(Dataset items)
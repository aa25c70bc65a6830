// crates/muninn-server/src/queue/mod.rs
// Durable, at-least-once work queue over the work_queue table.
//
// Jobs are idempotent or self-deduplicating; per-job failures never block
// queue progress. The dispatcher claims a batch of pending rows, runs each
// registered handler, and returns rows to pending (or failed at the
// attempt cap). Unknown job types fail immediately.

use crate::args;
use crate::embedder::EmbedderClient;
use crate::store::Store;
use crate::utils::truncate;
use anyhow::Result;
use futures::future::BoxFuture;
use std::collections::HashMap;
use std::sync::Arc;
use strum::{Display, EnumString};

/// Claim batch size per dispatcher pass.
const BATCH_SIZE: usize = 20;

/// The closed set of job types.
#[derive(Debug, Clone, Copy, PartialEq, Eq, Hash, Display, EnumString)]
#[strum(serialize_all = "snake_case")]
pub enum JobType {
    ReindexSymbols,
    BuildCallGraph,
    AnalyzeDiffs,
    RunTests,
    DetectReverts,
    RefreshOwnership,
    MapErrorFixes,
    DetectPatterns,
    TrackDecisionOutcomes,
    CalibrateConfidence,
    ProcessContextFeedback,
    ReinforceLearnings,
    DistillStrategies,
    BuildWorkflowModel,
    RegenerateDna,
    ComputeRiskAlerts,
    RefreshValueMetrics,
}

/// Shared context handed to every job handler.
pub struct JobContext {
    pub store: Arc<Store>,
    pub embedder: Option<Arc<EmbedderClient>>,
}

/// A claimed queue row.
#[derive(Debug, Clone)]
pub struct Job {
    pub id: i64,
    pub job_type: String,
    pub payload: serde_json::Value,
    pub attempts: i64,
    pub max_attempts: i64,
}

pub type Handler =
    Box<dyn Fn(Arc<JobContext>, serde_json::Value) -> BoxFuture<'static, Result<()>> + Send + Sync>;

/// Enqueue a job. Payload is opaque to the queue.
pub async fn enqueue(store: &Store, job_type: JobType, payload: serde_json::Value) -> Result<i64> {
    let result = store
        .run(
            "INSERT INTO work_queue (job_type, payload) VALUES (?1, ?2)",
            args![job_type.to_string(), payload.to_string()],
        )
        .await?;
    Ok(result.last_insert_id)
}

/// Count of pending jobs (queue depth, the only backpressure signal).
pub async fn pending_count(store: &Store) -> Result<i64> {
    Ok(store
        .get(
            "SELECT COUNT(*) FROM work_queue WHERE status = 'pending'",
            args![],
        )
        .await?
        .map(|r| r.get(0))
        .transpose()?
        .unwrap_or(0))
}

/// Job dispatcher: handler registry plus the claim/run/settle loop.
pub struct Dispatcher {
    ctx: Arc<JobContext>,
    handlers: HashMap<JobType, Handler>,
    /// Handlers registered with a schema floor run as no-ops below it.
    min_schema: HashMap<JobType, u32>,
}

impl Dispatcher {
    pub fn new(ctx: Arc<JobContext>) -> Self {
        Self {
            ctx,
            handlers: HashMap::new(),
            min_schema: HashMap::new(),
        }
    }

    pub fn register(&mut self, job_type: JobType, handler: Handler) {
        self.handlers.insert(job_type, handler);
    }

    pub fn register_with_min_schema(&mut self, job_type: JobType, min: u32, handler: Handler) {
        self.min_schema.insert(job_type, min);
        self.handlers.insert(job_type, handler);
    }

    /// Claim up to BATCH_SIZE pending jobs (oldest first), optionally
    /// filtered by job type, and run them. Returns the number processed.
    pub async fn process_batch(&self, filter: Option<JobType>) -> Result<usize> {
        let jobs = self.claim_batch(filter).await?;
        let count = jobs.len();
        for job in jobs {
            self.dispatch(job).await;
        }
        Ok(count)
    }

    /// Drain the queue until no pending jobs remain ("once" worker mode).
    pub async fn drain(&self) -> Result<usize> {
        let mut total = 0;
        loop {
            let processed = self.process_batch(None).await?;
            total += processed;
            if processed == 0 {
                return Ok(total);
            }
        }
    }

    async fn claim_batch(&self, filter: Option<JobType>) -> Result<Vec<Job>> {
        let rows = match filter {
            Some(job_type) => {
                self.ctx
                    .store
                    .all(
                        "SELECT id, job_type, payload, attempts, max_attempts FROM work_queue
                         WHERE status = 'pending' AND job_type = ?1
                         ORDER BY created_at, id LIMIT ?2",
                        args![job_type.to_string(), BATCH_SIZE],
                    )
                    .await?
            }
            None => {
                self.ctx
                    .store
                    .all(
                        "SELECT id, job_type, payload, attempts, max_attempts FROM work_queue
                         WHERE status = 'pending'
                         ORDER BY created_at, id LIMIT ?1",
                        args![BATCH_SIZE],
                    )
                    .await?
            }
        };

        let mut jobs = Vec::with_capacity(rows.len());
        for row in rows {
            let id: i64 = row.get(0)?;
            let claimed = self
                .ctx
                .store
                .run(
                    "UPDATE work_queue SET status = 'processing', attempts = attempts + 1,
                            started_at = CURRENT_TIMESTAMP
                     WHERE id = ?1 AND status = 'pending'",
                    args![id],
                )
                .await?;
            if claimed.changes == 0 {
                continue;
            }
            let payload_text: Option<String> = row.get(2)?;
            jobs.push(Job {
                id,
                job_type: row.get(1)?,
                payload: payload_text
                    .and_then(|t| serde_json::from_str(&t).ok())
                    .unwrap_or(serde_json::Value::Null),
                attempts: row.get::<i64>(3)? + 1,
                max_attempts: row.get(4)?,
            });
        }
        Ok(jobs)
    }

    async fn dispatch(&self, job: Job) {
        let parsed: Option<JobType> = job.job_type.parse().ok();
        let handler = parsed.and_then(|t| self.handlers.get(&t));

        let (Some(job_type), Some(handler)) = (parsed, handler) else {
            tracing::warn!(job_type = %job.job_type, "Unknown job type, failing immediately");
            self.settle_failed(&job, "unknown job type").await;
            return;
        };

        if let Some(min) = self.min_schema.get(&job_type) {
            if self.ctx.store.schema_version() < *min {
                tracing::debug!(job_type = %job.job_type, "Schema below job minimum, skipping");
                self.settle_completed(&job).await;
                return;
            }
        }

        match handler(self.ctx.clone(), job.payload.clone()).await {
            Ok(()) => self.settle_completed(&job).await,
            Err(e) => {
                tracing::warn!(job = job.id, job_type = %job.job_type, "Job failed: {}", e);
                if job.attempts >= job.max_attempts {
                    self.settle_failed(&job, &e.to_string()).await;
                } else {
                    self.settle_retry(&job).await;
                }
            }
        }
    }

    async fn settle_completed(&self, job: &Job) {
        let _ = self
            .ctx
            .store
            .run(
                "UPDATE work_queue SET status = 'completed', completed_at = CURRENT_TIMESTAMP
                 WHERE id = ?1",
                args![job.id],
            )
            .await;
    }

    async fn settle_retry(&self, job: &Job) {
        let _ = self
            .ctx
            .store
            .run(
                "UPDATE work_queue SET status = 'pending' WHERE id = ?1",
                args![job.id],
            )
            .await;
    }

    async fn settle_failed(&self, job: &Job, error: &str) {
        let _ = self
            .ctx
            .store
            .run(
                "UPDATE work_queue SET status = 'failed', error_message = ?2,
                        completed_at = CURRENT_TIMESTAMP
                 WHERE id = ?1",
                args![job.id, truncate(error, 500)],
            )
            .await;
    }
}

#[cfg(test)]
mod tests {
    use super::*;
    use std::sync::atomic::{AtomicUsize, Ordering};

    async fn test_ctx() -> Arc<JobContext> {
        Arc::new(JobContext {
            store: Arc::new(Store::open_in_memory().await.unwrap()),
            embedder: None,
        })
    }

    fn counting_handler(counter: Arc<AtomicUsize>) -> Handler {
        Box::new(move |_ctx, _payload| {
            let counter = counter.clone();
            Box::pin(async move {
                counter.fetch_add(1, Ordering::SeqCst);
                Ok(())
            })
        })
    }

    fn failing_handler() -> Handler {
        Box::new(|_ctx, _payload| Box::pin(async { anyhow::bail!("handler exploded") }))
    }

    #[tokio::test]
    async fn test_job_runs_and_completes() {
        let ctx = test_ctx().await;
        let counter = Arc::new(AtomicUsize::new(0));
        let mut dispatcher = Dispatcher::new(ctx.clone());
        dispatcher.register(JobType::DetectPatterns, counting_handler(counter.clone()));

        enqueue(&ctx.store, JobType::DetectPatterns, serde_json::json!({"project_id": 1}))
            .await
            .unwrap();
        let processed = dispatcher.process_batch(None).await.unwrap();
        assert_eq!(processed, 1);
        assert_eq!(counter.load(Ordering::SeqCst), 1);

        let status: String = ctx
            .store
            .get("SELECT status FROM work_queue WHERE id = 1", args![])
            .await
            .unwrap()
            .unwrap()
            .get(0)
            .unwrap();
        assert_eq!(status, "completed");
    }

    #[tokio::test]
    async fn test_failed_job_retries_then_fails_terminally() {
        let ctx = test_ctx().await;
        let mut dispatcher = Dispatcher::new(ctx.clone());
        dispatcher.register(JobType::RunTests, failing_handler());

        enqueue(&ctx.store, JobType::RunTests, serde_json::Value::Null).await.unwrap();

        // Three passes: pending -> pending -> pending -> failed (max_attempts 3)
        for _ in 0..3 {
            dispatcher.process_batch(None).await.unwrap();
        }

        let row = ctx
            .store
            .get("SELECT status, attempts, error_message FROM work_queue WHERE id = 1", args![])
            .await
            .unwrap()
            .unwrap();
        assert_eq!(row.get::<String>(0).unwrap(), "failed");
        assert_eq!(row.get::<i64>(1).unwrap(), 3);
        assert!(row.get::<String>(2).unwrap().contains("exploded"));

        // Terminal: nothing left to process
        assert_eq!(dispatcher.process_batch(None).await.unwrap(), 0);
    }

    #[tokio::test]
    async fn test_unknown_job_type_fails_immediately() {
        let ctx = test_ctx().await;
        let dispatcher = Dispatcher::new(ctx.clone());
        ctx.store
            .run(
                "INSERT INTO work_queue (job_type, payload) VALUES ('no_such_job', '{}')",
                args![],
            )
            .await
            .unwrap();

        dispatcher.process_batch(None).await.unwrap();
        let status: String = ctx
            .store
            .get("SELECT status FROM work_queue WHERE id = 1", args![])
            .await
            .unwrap()
            .unwrap()
            .get(0)
            .unwrap();
        assert_eq!(status, "failed");
    }

    #[tokio::test]
    async fn test_type_filter_claims_only_matching() {
        let ctx = test_ctx().await;
        let counter = Arc::new(AtomicUsize::new(0));
        let mut dispatcher = Dispatcher::new(ctx.clone());
        dispatcher.register(JobType::RunTests, counting_handler(counter.clone()));
        dispatcher.register(JobType::DetectPatterns, counting_handler(counter.clone()));

        enqueue(&ctx.store, JobType::RunTests, serde_json::Value::Null).await.unwrap();
        enqueue(&ctx.store, JobType::DetectPatterns, serde_json::Value::Null).await.unwrap();

        dispatcher.process_batch(Some(JobType::RunTests)).await.unwrap();
        assert_eq!(counter.load(Ordering::SeqCst), 1);
        assert_eq!(pending_count(&ctx.store).await.unwrap(), 1);
    }

    #[tokio::test]
    async fn test_drain_empties_queue() {
        let ctx = test_ctx().await;
        let counter = Arc::new(AtomicUsize::new(0));
        let mut dispatcher = Dispatcher::new(ctx.clone());
        dispatcher.register(JobType::DetectPatterns, counting_handler(counter.clone()));

        for _ in 0..25 {
            enqueue(&ctx.store, JobType::DetectPatterns, serde_json::Value::Null)
                .await
                .unwrap();
        }
        let total = dispatcher.drain().await.unwrap();
        assert_eq!(total, 25);
        assert_eq!(pending_count(&ctx.store).await.unwrap(), 0);
    }

    #[test]
    fn test_job_type_string_round_trip() {
        assert_eq!(JobType::ReindexSymbols.to_string(), "reindex_symbols");
        assert_eq!("build_call_graph".parse::<JobType>().unwrap(), JobType::BuildCallGraph);
        assert!("bogus".parse::<JobType>().is_err());
    }
}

_HOW TO COMPLETE THIS TASK_
Output all lines from the beginning of the data up to the line holding "use anyhow::Result;", that line included, exactly as written.

_SOLVED EXERCISE_
repository aa25c70bc65a6830
// crates/muninn-server/src/queue/mod.rs
// Durable, at-least-once work queue over the work_queue table.
//
// Jobs are idempotent or self-deduplicating; per-job failures never block
// queue progress. The dispatcher claims a batch of pending rows, runs each
// registered handler, and returns rows to pending (or failed at the
// attempt cap). Unknown job types fail immediately.

use crate::args;
use crate::embedder::EmbedderClient;
use crate::store::Store;
use crate::utils::truncate;
use anyhow::Result;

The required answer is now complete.